I can’t thank you enough. It’s an amazing opportunity.”
“I have no doubt you’ll nail it.” He smiled at her and for a brief moment, he didn’t seem nearly as stressed and preoccupied as he had been a few minutes earlier. But then it was gone. Amelia let out a squeal of protest in the backseat and he shook his head, snapped back into the moment. “I should get going. I need to figure out…well, I have some things I need to think about.”
And just like that, the stress and worry she’d seen in him earlier returned. Char had to wrap her arms around herself to keep from reaching out and hugging him. He looked like he could use one.
“Thanks again,” she said. “I owe you one, Nick. Really. I know there’s probably nothing I can do with this whole…” She waved her hand around. “But let me know if I can help in any way. I really wish I could do something.”
“Sure.” He chuckled, but there was no humor in it. “Looks like I need a wife. You want to marry me?”
She took a quick step back. “What?”
He roughed up his hair. “I’m kidding. Don’t worry.”
“Kidding about needing a wife? Or kidding about marrying me?”
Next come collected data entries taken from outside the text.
use std::convert::Infallible;
use std::sync::Arc;

use async_stream::stream;
use axum::{
    extract::State,
    http::StatusCode,
    response::sse::{Event, KeepAlive, Sse},
    response::IntoResponse,
    Json,
};
use futures::Stream;
use tokio::sync::Notify;
use tracing::{debug, error, info, warn};

use super::types::{
    ApiResponse, ModelRequest, SendMessageRequest, SendMessageResponse, StateEvent,
    TranscriptView,
};
use crate::error::Error;
use crate::observe::thread::{to_thread, ThreadView};
use crate::runtime::ChatRuntime;
use crate::session::{CatalogEntry, ModelCatalog, SessionSnapshot};

/// Shared state of every handler.
#[derive(Clone)]
pub struct AppState {
    pub runtime: ChatRuntime,
    pub catalog: Arc<ModelCatalog>,
}

fn status_for(error: &Error) -> StatusCode {
    match error {
        Error::EmptyInput => StatusCode::BAD_REQUEST,
        Error::EngineNotReady
        | Error::Busy
        | Error::AlreadyInitializing { .. }
        | Error::InvalidPhase { .. }
        | Error::Superseded { .. } => StatusCode::CONFLICT,
        Error::LoadFailure { .. }
        | Error::Engine(_)
        | Error::StreamFailure { .. }
        | Error::Interrupted { .. } => StatusCode::INTERNAL_SERVER_ERROR,
    }
}

fn error_response<T: serde::Serialize>(error: Error) -> (StatusCode, Json<ApiResponse<T>>) {
    (status_for(&error), Json(ApiResponse::error(error.to_string())))
}

fn unknown_model<T: serde::Serialize>(model: &str) -> (StatusCode, Json<ApiResponse<T>>) {
    warn!("Unknown model requested: {}", model);
    (
        StatusCode::NOT_FOUND,
        Json(ApiResponse::error(format!("Unknown model: {}", model))),
    )
}

/// Returns a health check response
pub async fn health_check() -> &'static str {
    debug!("Health check endpoint called");
    "lmchat is running!"
}

/// Returns the model catalog in configuration order.
pub async fn list_models(State(state): State<AppState>) -> Json<ApiResponse<Vec<CatalogEntry>>> {
    Json(ApiResponse::success(state.catalog.entries().to_vec()))
}

pub async fn get_session(State(state): State<AppState>) -> Json<ApiResponse<SessionSnapshot>> {
    Json(ApiResponse::success(state.runtime.session()))
}

/// Records the model to load later. Only valid while idle.
pub async fn select_model(
    State(state): State<AppState>,
    Json(request): Json<ModelRequest>,
) -> (StatusCode, Json<ApiResponse<SessionSnapshot>>) {
    info!("Select model endpoint called with model: {}", request.model);
    if state.catalog.get(&request.model).is_none() {
        return unknown_model(&request.model);
    }
    match state.runtime.select_model(&request.model) {
        Ok(()) => (StatusCode::OK, Json(ApiResponse::success(state.runtime.session()))),
        Err(e) => error_response(e),
    }
}

/// Loads a model and waits until it is ready or has failed. Progress is
/// published on the event stream meanwhile.
pub async fn initialize(
    State(state): State<AppState>,
    Json(request): Json<ModelRequest>,
) -> (StatusCode, Json<ApiResponse<SessionSnapshot>>) {
    info!("Initialize endpoint called with model: {}", request.model);
    if state.catalog.get(&request.model).is_none() {
        return unknown_model(&request.model);
    }
    match state.runtime.initialize(&request.model).await {
        Ok(()) => (StatusCode::OK, Json(ApiResponse::success(state.runtime.session()))),
        Err(e) => {
            error!("Failed to initialize {}: {}", request.model, e);
            error_response(e)
        }
    }
}

pub async fn reset(State(state): State<AppState>) -> Json<ApiResponse<SessionSnapshot>> {
    info!("Reset endpoint called");
    state.runtime.reset().await;
    Json(ApiResponse::success(state.runtime.session()))
}

/// Thread view and statuses built from one read of the transcript.
fn transcript(runtime: &ChatRuntime) -> TranscriptView {
    let messages = runtime.messages();
    TranscriptView {
        thread: ThreadView {
            messages: to_thread(&messages),
            is_running: runtime.is_running(),
        },
        transcript: messages,
    }
}

pub async fn get_messages(State(state): State<AppState>) -> impl IntoResponse {
    Json(ApiResponse::success(transcript(&state.runtime)))
}

/// Appends the user message and streams the reply in a background task.
pub async fn send_message(
    State(state): State<AppState>,
    Json(request): Json<SendMessageRequest>,
) -> (StatusCode, Json<ApiResponse<SendMessageResponse>>) {
    let pending = match state.runtime.begin(&request.text) {
        Ok(pending) => pending,
        Err(e) => {
            warn!("Rejected message: {}", e);
            return error_response(e);
        }
    };

    let message_id = pending.message_id().to_string();
    info!(message = %message_id, "Streaming reply");
    tokio::spawn(async move {
        if let Err(e) = pending.run().await {
            error!("Reply did not complete: {}", e);
        }
    });

    (
        StatusCode::ACCEPTED,
        Json(ApiResponse::success(SendMessageResponse { message_id })),
    )
}

pub async fn clear_messages(State(state): State<AppState>) -> Json<ApiResponse<()>> {
    info!("Clear messages endpoint called");
    state.runtime.clear();
    Json(ApiResponse {
        status: "success".to_string(),
        data: None,
        message: None,
    })
}

fn state_event(runtime: &ChatRuntime) -> Option<Event> {
    let payload = StateEvent {
        session: runtime.session(),
        conversation: transcript(runtime),
    };
    match Event::default().event("state").json_data(&payload) {
        Ok(event) => Some(event),
        Err(e) => {
            error!("Failed to serialize state event: {}", e);
            None
        }
    }
}

/// Server-Sent Events stream of `state` events.
///
/// Sends the current state once, then again after every change. Bursts of
/// notifications between two sends collapse into one event.
pub async fn events(
    State(state): State<AppState>,
) -> Sse<impl Stream<Item = Result<Event, Infallible>>> {
    debug!("Event stream opened");
    let changed = Arc::new(Notify::new());
    let subscription = {
        let changed = Arc::clone(&changed);
        state.runtime.subscribe(move || changed.notify_one())
    };
    let runtime = state.runtime.clone();

    let stream = stream! {
        let _subscription = subscription;
        loop {
            if let Some(event) = state_event(&runtime) {
                yield Ok(event);
            }
            changed.notified().await;
        }
    };

    Sse::new(stream).keep_alive(KeepAlive::default())
}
He looked up and gave her a smile tinged with sadness. “Would it matter?”
She hesitated, unsure what to say.
Amelia shrieked again from her car seat, distracting them, and Nick turned to go. “Don’t worry about it,” he said. “It’ll all work out. Thanks, Char. I’ll see you around.”
It’ll all work out.
His words lingered in her head as she watched him drive away. She couldn’t shake the terrible feeling that it wouldn’t all work out.
It was clear by Katie and Damon’s reaction when Nick showed up at their front door later that night with baby Amelia tucked into his arm that he looked every bit as terrible as he felt. Which was pretty bad.
After returning from his grocery trip, Nick had fed the baby and tried to eat something of his own, but he couldn’t focus. His mind wouldn’t stop running through scenarios. Running into Char had been a good distraction, but it had only been that. A distraction. He still didn’t have any answers.
Katie scooped up the baby and ushered the men into the front room of the grand house where Damon kept the whisky. His friend poured him a stiff one and handed it to him in a crystal tumbler before taking the seat across from him.
Nick glanced around for Katie and the baby, but Damon stopped him. “It’s okay. Katie’s got her, and she’s perfectly fine. Katie loves it and no doubt she’ll want to revisit the whole let’s have kids conversation after you leave.”
Damon smiled, but Nick couldn’t return it. Instead, he put the whisky down on the table in front of him and dropped his head into his hands.
Nick didn’t make it a practice to leave Amelia with babysitters, even when they were in the same house. Sure, he let others hold Amelia and bounce her around. But care for her? No. That was his job. Despite his friend Stephanie’s insistence that it would be fine to hire a nanny to help him out, even part-time, he couldn’t bring himself to do it. He didn’t want her to be raised by strangers. Besides, he had the luxury of not having to work at the moment. Amelia deserved to be raised by a parent. Or at least a…he couldn’t think about what he was to her. Anyway, he knew he would have to hire a nanny or find some kind of constant babysitter situation going forward, but apparently he had bigger problems. He had to find a wife.
A wife.
The whole thing was ludicrous, and he couldn’t make any sense of it.
“I take it the call with legal didn’t go well.”
In response, Nick lifted his shoulders and dropped them again with a sigh.
“Are you going to run?”
Damon’s question shouldn’t have surprised him, considering he himself had thought about it. But coming from his by-the-book friend, it was startling.
“We’ll back you up, Nick. If you need to—”
“No.” He cut him off before he had the chance to actually convince him it wasn’t a terrible idea. “She doesn’t deserve that kind of life.”
Damon nodded a bit and took a sip of his drink. “Talk to me. What happened?”
Nick didn’t hesitate. The sooner he got it off his chest, the better chance he had to make sense of any of it. “I need a wife.”